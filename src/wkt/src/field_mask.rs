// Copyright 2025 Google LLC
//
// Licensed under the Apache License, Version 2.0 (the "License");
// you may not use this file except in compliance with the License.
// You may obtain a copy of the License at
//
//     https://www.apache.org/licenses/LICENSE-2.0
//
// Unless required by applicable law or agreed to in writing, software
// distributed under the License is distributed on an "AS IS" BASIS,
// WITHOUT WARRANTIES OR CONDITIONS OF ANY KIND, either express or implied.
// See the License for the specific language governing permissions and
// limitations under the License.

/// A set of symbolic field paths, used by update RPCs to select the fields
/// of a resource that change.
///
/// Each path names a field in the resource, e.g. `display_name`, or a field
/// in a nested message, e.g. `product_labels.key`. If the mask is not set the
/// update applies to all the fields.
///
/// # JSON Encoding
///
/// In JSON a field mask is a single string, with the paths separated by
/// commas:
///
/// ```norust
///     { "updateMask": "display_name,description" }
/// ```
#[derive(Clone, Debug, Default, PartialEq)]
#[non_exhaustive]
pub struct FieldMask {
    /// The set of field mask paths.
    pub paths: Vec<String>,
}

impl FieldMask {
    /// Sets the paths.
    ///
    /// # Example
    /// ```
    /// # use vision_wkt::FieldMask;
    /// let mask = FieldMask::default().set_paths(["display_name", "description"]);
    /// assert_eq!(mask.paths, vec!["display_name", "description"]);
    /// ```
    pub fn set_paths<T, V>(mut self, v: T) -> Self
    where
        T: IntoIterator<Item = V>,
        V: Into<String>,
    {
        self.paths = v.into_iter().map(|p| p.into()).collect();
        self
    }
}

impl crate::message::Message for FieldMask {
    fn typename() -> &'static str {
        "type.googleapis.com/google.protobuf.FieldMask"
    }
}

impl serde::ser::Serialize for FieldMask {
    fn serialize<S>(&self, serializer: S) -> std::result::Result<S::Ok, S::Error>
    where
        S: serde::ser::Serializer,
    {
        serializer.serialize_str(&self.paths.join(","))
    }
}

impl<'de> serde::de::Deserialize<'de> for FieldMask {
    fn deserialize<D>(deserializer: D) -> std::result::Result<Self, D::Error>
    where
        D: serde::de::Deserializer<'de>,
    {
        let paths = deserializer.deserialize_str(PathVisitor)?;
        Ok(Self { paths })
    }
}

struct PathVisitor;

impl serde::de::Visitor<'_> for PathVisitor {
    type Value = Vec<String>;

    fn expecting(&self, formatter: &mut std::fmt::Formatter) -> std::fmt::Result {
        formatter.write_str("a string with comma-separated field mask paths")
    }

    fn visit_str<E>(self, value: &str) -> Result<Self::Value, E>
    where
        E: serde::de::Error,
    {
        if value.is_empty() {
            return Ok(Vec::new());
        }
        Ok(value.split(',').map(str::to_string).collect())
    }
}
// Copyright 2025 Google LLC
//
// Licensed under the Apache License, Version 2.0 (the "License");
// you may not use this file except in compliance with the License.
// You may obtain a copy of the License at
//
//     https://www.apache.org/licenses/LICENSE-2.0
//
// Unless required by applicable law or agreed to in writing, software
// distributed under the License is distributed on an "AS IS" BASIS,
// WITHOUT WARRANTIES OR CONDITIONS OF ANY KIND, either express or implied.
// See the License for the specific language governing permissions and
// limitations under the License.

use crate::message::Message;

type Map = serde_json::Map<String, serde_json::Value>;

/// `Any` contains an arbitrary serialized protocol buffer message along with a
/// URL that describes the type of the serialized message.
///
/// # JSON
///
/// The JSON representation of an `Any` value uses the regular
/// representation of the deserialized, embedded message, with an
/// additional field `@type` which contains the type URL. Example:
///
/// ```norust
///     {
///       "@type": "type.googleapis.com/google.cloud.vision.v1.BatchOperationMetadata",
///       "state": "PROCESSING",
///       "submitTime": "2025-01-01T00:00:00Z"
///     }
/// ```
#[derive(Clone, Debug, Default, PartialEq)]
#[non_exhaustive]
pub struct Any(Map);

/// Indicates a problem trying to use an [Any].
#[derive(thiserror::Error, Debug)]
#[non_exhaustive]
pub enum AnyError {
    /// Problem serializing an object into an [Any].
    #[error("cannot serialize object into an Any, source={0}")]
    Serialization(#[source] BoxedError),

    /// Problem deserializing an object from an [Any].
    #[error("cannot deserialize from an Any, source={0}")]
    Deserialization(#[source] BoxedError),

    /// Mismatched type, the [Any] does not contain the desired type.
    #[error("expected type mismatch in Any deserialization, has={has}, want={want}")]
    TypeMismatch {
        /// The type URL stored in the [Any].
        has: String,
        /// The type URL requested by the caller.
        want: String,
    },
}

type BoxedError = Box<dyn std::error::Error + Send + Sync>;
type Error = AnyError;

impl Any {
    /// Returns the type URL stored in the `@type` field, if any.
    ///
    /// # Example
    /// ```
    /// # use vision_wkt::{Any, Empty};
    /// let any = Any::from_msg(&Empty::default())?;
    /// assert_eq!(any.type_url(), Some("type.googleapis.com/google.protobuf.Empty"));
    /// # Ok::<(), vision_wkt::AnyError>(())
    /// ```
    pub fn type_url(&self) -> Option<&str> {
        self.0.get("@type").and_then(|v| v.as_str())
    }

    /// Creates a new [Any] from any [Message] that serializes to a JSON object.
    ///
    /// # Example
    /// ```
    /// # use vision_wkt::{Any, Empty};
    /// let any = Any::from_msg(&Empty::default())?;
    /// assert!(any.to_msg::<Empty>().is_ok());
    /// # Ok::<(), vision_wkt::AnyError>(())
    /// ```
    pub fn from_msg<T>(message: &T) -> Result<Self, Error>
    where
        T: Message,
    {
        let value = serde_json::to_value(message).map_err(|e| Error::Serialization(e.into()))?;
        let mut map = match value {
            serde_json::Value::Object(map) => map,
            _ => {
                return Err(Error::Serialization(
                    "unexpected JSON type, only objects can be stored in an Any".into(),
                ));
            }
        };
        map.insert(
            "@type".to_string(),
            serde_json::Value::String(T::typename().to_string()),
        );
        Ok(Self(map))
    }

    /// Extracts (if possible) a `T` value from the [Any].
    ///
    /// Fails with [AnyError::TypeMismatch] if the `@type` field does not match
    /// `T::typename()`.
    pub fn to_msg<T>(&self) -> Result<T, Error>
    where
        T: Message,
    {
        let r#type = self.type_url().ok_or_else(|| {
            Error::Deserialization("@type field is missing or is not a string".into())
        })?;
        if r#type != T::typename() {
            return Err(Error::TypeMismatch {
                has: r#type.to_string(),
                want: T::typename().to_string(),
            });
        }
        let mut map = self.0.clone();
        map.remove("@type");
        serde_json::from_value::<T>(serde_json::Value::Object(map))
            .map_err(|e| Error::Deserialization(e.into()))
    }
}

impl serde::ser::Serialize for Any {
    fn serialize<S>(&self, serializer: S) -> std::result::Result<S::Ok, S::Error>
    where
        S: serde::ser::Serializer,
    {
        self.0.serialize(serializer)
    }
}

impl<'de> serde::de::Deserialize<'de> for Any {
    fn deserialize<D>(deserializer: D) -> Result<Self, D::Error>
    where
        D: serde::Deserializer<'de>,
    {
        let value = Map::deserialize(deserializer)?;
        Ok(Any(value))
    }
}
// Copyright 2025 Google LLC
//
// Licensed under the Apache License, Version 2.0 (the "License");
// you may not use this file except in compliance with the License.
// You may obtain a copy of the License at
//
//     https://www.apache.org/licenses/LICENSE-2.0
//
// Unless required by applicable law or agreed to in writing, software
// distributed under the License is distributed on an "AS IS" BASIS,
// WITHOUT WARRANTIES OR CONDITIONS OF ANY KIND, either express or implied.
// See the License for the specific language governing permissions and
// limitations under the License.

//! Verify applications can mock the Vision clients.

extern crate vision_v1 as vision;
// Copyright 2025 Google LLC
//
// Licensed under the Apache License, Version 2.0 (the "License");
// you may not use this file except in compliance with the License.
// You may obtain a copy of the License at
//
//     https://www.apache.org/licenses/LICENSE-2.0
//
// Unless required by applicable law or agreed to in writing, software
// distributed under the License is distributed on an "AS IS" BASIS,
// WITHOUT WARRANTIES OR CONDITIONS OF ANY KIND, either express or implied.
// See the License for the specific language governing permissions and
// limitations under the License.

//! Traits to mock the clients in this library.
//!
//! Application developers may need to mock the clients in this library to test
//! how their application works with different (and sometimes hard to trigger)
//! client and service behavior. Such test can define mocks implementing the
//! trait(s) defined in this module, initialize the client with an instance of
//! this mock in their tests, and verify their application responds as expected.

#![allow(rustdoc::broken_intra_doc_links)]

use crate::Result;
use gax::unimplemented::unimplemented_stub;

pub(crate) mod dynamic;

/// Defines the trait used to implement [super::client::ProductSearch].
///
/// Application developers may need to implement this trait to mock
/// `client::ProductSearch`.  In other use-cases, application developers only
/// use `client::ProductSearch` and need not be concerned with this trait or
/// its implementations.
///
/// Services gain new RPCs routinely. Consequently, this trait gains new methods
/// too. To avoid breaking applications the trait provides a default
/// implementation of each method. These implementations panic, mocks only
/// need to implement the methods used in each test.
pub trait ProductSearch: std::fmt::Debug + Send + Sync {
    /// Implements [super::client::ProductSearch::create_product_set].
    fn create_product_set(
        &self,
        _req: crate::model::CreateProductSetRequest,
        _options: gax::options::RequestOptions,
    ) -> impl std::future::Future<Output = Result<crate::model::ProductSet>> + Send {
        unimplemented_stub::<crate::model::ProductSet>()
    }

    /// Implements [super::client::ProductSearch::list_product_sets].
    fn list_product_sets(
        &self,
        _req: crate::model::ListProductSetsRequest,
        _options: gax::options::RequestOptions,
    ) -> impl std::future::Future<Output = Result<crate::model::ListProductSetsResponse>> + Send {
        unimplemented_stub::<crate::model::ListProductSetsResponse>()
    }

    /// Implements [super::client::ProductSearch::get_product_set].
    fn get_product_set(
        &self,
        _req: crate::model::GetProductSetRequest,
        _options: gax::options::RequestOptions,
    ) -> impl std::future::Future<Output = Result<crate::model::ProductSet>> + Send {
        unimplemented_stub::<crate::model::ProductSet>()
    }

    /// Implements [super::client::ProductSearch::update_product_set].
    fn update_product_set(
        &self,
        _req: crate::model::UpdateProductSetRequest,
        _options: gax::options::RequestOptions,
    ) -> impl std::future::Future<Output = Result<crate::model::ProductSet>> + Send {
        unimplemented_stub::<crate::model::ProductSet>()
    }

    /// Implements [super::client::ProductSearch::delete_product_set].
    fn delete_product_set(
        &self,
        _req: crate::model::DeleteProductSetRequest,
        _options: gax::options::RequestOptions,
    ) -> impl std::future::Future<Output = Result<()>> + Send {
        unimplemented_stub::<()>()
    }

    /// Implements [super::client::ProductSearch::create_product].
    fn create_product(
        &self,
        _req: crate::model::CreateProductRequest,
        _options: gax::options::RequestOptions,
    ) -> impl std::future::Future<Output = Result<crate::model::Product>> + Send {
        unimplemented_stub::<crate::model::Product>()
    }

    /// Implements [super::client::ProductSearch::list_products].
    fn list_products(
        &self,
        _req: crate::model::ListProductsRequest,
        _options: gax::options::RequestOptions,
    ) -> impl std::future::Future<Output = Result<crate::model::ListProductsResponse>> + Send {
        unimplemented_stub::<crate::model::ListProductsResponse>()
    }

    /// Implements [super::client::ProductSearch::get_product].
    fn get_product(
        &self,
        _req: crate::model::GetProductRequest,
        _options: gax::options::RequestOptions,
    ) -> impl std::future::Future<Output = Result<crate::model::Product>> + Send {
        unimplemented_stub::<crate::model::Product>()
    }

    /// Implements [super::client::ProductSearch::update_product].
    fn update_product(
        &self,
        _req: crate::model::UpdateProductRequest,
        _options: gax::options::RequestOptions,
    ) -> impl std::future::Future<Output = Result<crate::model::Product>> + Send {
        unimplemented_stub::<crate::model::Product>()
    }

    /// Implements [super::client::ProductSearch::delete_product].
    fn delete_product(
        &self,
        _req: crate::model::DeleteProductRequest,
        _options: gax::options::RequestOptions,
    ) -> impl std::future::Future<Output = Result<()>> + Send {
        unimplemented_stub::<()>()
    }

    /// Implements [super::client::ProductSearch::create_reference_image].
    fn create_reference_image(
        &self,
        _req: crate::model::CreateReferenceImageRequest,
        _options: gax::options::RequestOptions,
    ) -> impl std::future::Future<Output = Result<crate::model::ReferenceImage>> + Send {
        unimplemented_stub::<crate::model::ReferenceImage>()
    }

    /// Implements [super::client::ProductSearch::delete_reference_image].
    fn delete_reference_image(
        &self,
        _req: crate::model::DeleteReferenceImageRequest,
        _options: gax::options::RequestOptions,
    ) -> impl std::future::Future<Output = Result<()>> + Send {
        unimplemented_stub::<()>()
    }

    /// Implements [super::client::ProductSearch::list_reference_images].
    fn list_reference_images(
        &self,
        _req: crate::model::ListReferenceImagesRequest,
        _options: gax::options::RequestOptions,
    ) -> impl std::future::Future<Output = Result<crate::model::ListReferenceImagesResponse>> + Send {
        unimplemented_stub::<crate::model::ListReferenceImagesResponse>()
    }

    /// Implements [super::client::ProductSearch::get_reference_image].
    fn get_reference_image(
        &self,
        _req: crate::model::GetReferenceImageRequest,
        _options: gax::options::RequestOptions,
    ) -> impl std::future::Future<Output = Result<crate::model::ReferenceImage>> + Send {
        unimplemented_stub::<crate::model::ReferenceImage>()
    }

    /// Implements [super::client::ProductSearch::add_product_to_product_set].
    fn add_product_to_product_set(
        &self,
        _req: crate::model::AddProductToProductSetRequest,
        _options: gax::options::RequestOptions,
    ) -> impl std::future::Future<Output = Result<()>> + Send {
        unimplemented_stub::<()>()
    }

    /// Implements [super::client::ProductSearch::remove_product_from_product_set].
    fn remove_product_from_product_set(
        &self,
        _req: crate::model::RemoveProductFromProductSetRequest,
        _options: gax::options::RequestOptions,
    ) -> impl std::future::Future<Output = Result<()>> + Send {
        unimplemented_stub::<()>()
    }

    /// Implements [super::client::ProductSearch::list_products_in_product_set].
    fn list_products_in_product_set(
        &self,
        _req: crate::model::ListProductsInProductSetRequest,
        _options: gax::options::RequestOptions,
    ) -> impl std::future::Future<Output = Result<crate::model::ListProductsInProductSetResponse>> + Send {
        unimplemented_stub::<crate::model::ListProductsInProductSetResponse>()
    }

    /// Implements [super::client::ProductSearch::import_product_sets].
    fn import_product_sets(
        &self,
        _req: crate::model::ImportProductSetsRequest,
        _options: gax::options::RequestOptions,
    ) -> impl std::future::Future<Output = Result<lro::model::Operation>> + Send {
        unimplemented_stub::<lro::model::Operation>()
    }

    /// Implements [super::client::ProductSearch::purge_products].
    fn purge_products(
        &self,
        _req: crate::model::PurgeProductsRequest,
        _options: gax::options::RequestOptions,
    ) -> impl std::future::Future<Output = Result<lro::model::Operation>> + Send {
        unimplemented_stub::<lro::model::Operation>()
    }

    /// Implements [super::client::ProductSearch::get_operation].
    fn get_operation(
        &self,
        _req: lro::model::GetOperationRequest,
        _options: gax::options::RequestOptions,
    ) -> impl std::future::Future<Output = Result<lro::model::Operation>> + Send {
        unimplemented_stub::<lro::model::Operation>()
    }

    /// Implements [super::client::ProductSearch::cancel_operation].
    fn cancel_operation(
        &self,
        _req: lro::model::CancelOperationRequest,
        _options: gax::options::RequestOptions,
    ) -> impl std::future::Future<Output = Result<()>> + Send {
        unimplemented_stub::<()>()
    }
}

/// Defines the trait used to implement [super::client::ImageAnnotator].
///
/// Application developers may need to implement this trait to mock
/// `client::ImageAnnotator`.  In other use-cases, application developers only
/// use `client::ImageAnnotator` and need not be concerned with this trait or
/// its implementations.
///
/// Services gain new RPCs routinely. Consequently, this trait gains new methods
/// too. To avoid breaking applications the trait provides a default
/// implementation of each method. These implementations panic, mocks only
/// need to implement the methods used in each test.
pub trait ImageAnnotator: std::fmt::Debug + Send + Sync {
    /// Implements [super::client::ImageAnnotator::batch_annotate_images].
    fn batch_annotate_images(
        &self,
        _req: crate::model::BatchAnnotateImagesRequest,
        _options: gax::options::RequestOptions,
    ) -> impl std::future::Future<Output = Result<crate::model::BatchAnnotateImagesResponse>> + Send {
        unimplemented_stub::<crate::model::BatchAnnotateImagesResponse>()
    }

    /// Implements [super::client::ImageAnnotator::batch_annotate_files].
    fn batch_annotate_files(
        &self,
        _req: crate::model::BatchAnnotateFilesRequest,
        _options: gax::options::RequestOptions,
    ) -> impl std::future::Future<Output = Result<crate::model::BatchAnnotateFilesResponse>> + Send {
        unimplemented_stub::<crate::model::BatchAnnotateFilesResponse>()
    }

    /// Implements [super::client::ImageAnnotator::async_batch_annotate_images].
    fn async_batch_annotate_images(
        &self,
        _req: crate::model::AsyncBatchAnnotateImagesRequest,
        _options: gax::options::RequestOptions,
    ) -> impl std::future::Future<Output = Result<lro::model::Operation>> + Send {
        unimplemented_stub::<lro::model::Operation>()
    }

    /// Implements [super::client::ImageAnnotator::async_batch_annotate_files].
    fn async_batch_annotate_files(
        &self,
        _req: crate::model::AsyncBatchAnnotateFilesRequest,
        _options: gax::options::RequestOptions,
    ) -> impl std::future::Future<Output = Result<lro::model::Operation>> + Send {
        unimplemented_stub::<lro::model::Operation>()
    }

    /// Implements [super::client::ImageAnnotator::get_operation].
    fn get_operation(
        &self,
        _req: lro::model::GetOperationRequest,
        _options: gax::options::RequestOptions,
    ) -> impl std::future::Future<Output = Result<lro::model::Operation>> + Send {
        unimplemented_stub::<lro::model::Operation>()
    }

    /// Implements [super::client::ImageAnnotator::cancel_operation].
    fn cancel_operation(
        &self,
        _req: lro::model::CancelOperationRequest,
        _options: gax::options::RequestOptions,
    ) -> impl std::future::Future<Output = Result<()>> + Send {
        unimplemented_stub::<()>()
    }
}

» **TASK**
This task calls for each line of the material that contains "typename".

» **YOUR SOLUTION**
    fn typename() -> &'static str {
            serde_json::Value::String(T::typename().to_string()),
    /// `T::typename()`.
        if r#type != T::typename() {
                want: T::typename().to_string(),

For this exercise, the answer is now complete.